PubMed 26503181
Referenced in: none
Automatically associated channels: Kv7.4
Title: Fundamental role for the KCNE4 ancillary subunit in Kv7.4 regulation of arterial tone.
Authors: Thomas A Jepps, Georgina Carr, Pia R Lundegaard, Søren-Peter Olesen, Iain A Greenwood
Journal, date & volume: J. Physiol. (Lond.), 2015 Dec 15 , 593, 5325-40
PubMed link: http://www.ncbi.nlm.nih.gov/pubmed/26503181
Abstract
KCNE4 alters the biophysical properties and cellular localization of voltage-gated potassium channel Kv7.4. KCNE4 is expressed in a variety of arteries and, in mesenteric arteries, co-localizes with Kv7.4, which is important in the control of vascular contractility. Knockdown of KCNE4 leads to reduced Kv7.4 membrane abundance, a depolarized membrane potential and an augmented response to vasoconstrictors. KCNE4 is a key regulator of the function and expression of Kv7.4 in vascular smooth muscle.The KCNE ancillary subunits (KCNE1-5) significantly alter the expression and function of voltage-gated potassium channels; however, their role in the vasculature has yet to be determined. The present study aimed to investigate the expression and function of the KCNE4 subunit in rat mesenteric arteries and to determine whether it has a functional impact on the regulation of arterial tone by Kv7 channels.
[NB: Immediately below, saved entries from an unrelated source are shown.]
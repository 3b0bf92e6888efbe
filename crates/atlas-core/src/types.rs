//! Data model shared by every pipeline stage.
//!
//! All of these values live for a single verification request. Nothing here
//! is persisted or shared between requests.

use chrono::{DateTime, Utc};
use serde::{Deserialize, Serialize};
use std::fmt;
use thiserror::Error;
use url::Url;

/// Errors when building or refining a [`Query`].
#[derive(Error, Debug, Clone, PartialEq, Eq)]
pub enum QueryError {
    #[error("Query is empty")]
    Empty,

    #[error("Query has already been refined")]
    AlreadyRefined,

    #[error("Refined query is empty after sanitation")]
    EmptyRefinement,
}

/// A user query and, once QueryRefiner has run, its search-engine rewrite.
///
/// `refined` can be set exactly once. Use [`Query::with_refined`] to obtain
/// the refined value; it consumes the unrefined query.
#[derive(Debug, Clone, PartialEq, Eq, Serialize, Deserialize)]
#[serde(try_from = "QueryFields")]
pub struct Query {
    raw: String,
    refined: Option<String>,
}

/// Unchecked wire form of [`Query`]; deserialization goes through the
/// same constructors as code.
#[derive(Deserialize)]
struct QueryFields {
    raw: String,
    #[serde(default)]
    refined: Option<String>,
}

impl TryFrom<QueryFields> for Query {
    type Error = QueryError;

    fn try_from(fields: QueryFields) -> Result<Self, Self::Error> {
        let query = Query::new(fields.raw)?;
        match fields.refined {
            Some(refined) => query.with_refined(&refined),
            None => Ok(query),
        }
    }
}

impl Query {
    /// Create an unrefined query. Whitespace-only input is rejected.
    pub fn new(raw: impl Into<String>) -> Result<Self, QueryError> {
        let raw = raw.into();
        if raw.trim().is_empty() {
            return Err(QueryError::Empty);
        }
        Ok(Self { raw, refined: None })
    }

    /// Attach the refined form.
    ///
    /// The text is passed through [`crate::text::sanitize_refined_query`] so the
    /// stored value always satisfies the word and character limits.
    pub fn with_refined(self, refined: &str) -> Result<Self, QueryError> {
        if self.refined.is_some() {
            return Err(QueryError::AlreadyRefined);
        }
        let refined = crate::text::sanitize_refined_query(refined)?;
        Ok(Self {
            raw: self.raw,
            refined: Some(refined),
        })
    }

    pub fn raw(&self) -> &str {
        &self.raw
    }

    pub fn refined(&self) -> Option<&str> {
        self.refined.as_deref()
    }

    /// The text to send to the search engine: refined if available, raw otherwise.
    pub fn search_text(&self) -> &str {
        self.refined.as_deref().unwrap_or(&self.raw)
    }
}

/// One ranked hit from the search provider.
#[derive(Debug, Clone, PartialEq, Eq, Serialize, Deserialize)]
pub struct SearchResult {
    /// 1-based position in the provider's ordering
    pub rank: u32,
    pub title: String,
    pub snippet: String,
    pub link: Url,
}

/// How a document URL is retrieved.
///
/// Derived from the URL's host through the routing table, never from page content.
#[derive(Debug, Clone, Copy, PartialEq, Eq, Hash, Serialize, Deserialize)]
#[serde(rename_all = "snake_case")]
pub enum FetchStrategy {
    /// Fetch the origin directly and extract text from its HTML
    Direct,

    /// Fetch through the text-rendering proxy
    ProxyReader,

    /// Discard the candidate and move to the next rank
    SkipToNext,
}

impl fmt::Display for FetchStrategy {
    fn fmt(&self, f: &mut fmt::Formatter<'_>) -> fmt::Result {
        match self {
            FetchStrategy::Direct => write!(f, "direct"),
            FetchStrategy::ProxyReader => write!(f, "proxy_reader"),
            FetchStrategy::SkipToNext => write!(f, "skip_to_next"),
        }
    }
}

/// The candidate chosen by the SourceSelector, before any fetch happens.
#[derive(Debug, Clone, PartialEq, Eq, Serialize, Deserialize)]
pub struct SourceDescriptor {
    /// Rank of the search result this descriptor came from
    pub rank: u32,
    pub url: Url,
    pub strategy: FetchStrategy,
}

/// Evidence retrieved for one descriptor.
#[derive(Debug, Clone, PartialEq, Eq, Serialize, Deserialize)]
pub struct SourceDocument {
    pub url: Url,
    pub strategy: FetchStrategy,

    /// Extracted text, or the failure sentinel when `fetch_succeeded` is false
    pub extracted_text: String,

    pub fetch_succeeded: bool,

    /// HTTP status of the underlying fetch, when one was received
    #[serde(default, skip_serializing_if = "Option::is_none")]
    pub http_status: Option<u16>,

    pub fetched_at: DateTime<Utc>,
}

impl SourceDocument {
    /// Sentinel evidence text used when a document cannot be retrieved.
    pub fn failure_sentinel(url: &Url) -> String {
        format!("Cannot get the content of {}", url)
    }

    /// Build a successful document.
    pub fn fetched(descriptor: &SourceDescriptor, text: String, http_status: Option<u16>) -> Self {
        Self {
            url: descriptor.url.clone(),
            strategy: descriptor.strategy,
            extracted_text: text,
            fetch_succeeded: true,
            http_status,
            fetched_at: Utc::now(),
        }
    }

    /// Build a soft-failure document carrying the sentinel text.
    pub fn failed(descriptor: &SourceDescriptor, http_status: Option<u16>) -> Self {
        Self {
            url: descriptor.url.clone(),
            strategy: descriptor.strategy,
            extracted_text: Self::failure_sentinel(&descriptor.url),
            fetch_succeeded: false,
            http_status,
            fetched_at: Utc::now(),
        }
    }
}

/// Classification produced by the comparator.
#[derive(Debug, Clone, Copy, PartialEq, Eq, Hash, Serialize, Deserialize)]
#[serde(rename_all = "snake_case")]
pub enum VerdictStatus {
    NoHallucination,
    HallucinationDetected,
    Inconclusive,
}

impl fmt::Display for VerdictStatus {
    fn fmt(&self, f: &mut fmt::Formatter<'_>) -> fmt::Result {
        match self {
            VerdictStatus::NoHallucination => write!(f, "No hallucination detected"),
            VerdictStatus::HallucinationDetected => write!(f, "Hallucination detected"),
            VerdictStatus::Inconclusive => write!(f, "Inconclusive"),
        }
    }
}

/// Structured outcome of comparing an answer against evidence.
///
/// Invariant: when `status` is `NoHallucination` both spans are `None`.
/// Construct through [`VerificationVerdict::new`] to keep it.
#[derive(Debug, Clone, PartialEq, Eq, Serialize, Deserialize)]
pub struct VerificationVerdict {
    pub status: VerdictStatus,
    pub hallucinated_span: Option<String>,
    pub evidence_span: Option<String>,
    pub source: Url,
}

impl VerificationVerdict {
    pub fn new(
        status: VerdictStatus,
        hallucinated_span: Option<String>,
        evidence_span: Option<String>,
        source: Url,
    ) -> Self {
        let (hallucinated_span, evidence_span) = match status {
            VerdictStatus::NoHallucination => (None, None),
            _ => (non_blank(hallucinated_span), non_blank(evidence_span)),
        };
        Self {
            status,
            hallucinated_span,
            evidence_span,
            source,
        }
    }

    pub fn is_hallucination(&self) -> bool {
        self.status == VerdictStatus::HallucinationDetected
    }
}

fn non_blank(value: Option<String>) -> Option<String> {
    value
        .map(|s| s.trim().to_string())
        .filter(|s| !s.is_empty())
}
In HEK cells expressing Kv7.4, co-expression of KCNE4 increased the membrane expression of Kv7.4 and significantly altered Kv7.4 current properties. Quantitative PCR analysis of different rat arteries found that the KCNE4 isoform predominated and proximity ligation experiments showed that KCNE4 co-localized with Kv7.4 in mesenteric artery myocytes. Morpholino-induced knockdown of KCNE4 depolarized mesenteric artery smooth muscle cells and resulted in their increased sensitivity to methoxamine being attenuated (mean ± SEM EC50 decreased from 5.7 ± 0.63 μm to 1.6 ± 0.23 μm), which coincided with impaired effects of Kv7 modulators. When KCNE4 expression was reduced, less Kv7.4 expression was found in the membrane of the mesenteric artery myocytes. These data show that KCNE4 is consistently expressed in a variety of arteries, and knockdown of the expression product leads to reduced Kv7.4 membrane abundance, a depolarized membrane potential and an augmented response to vasoconstrictors. The present study is the first to demonstrate an integral role of KCNE4 in regulating the function and expression of Kv7.4 in vascular smooth muscle.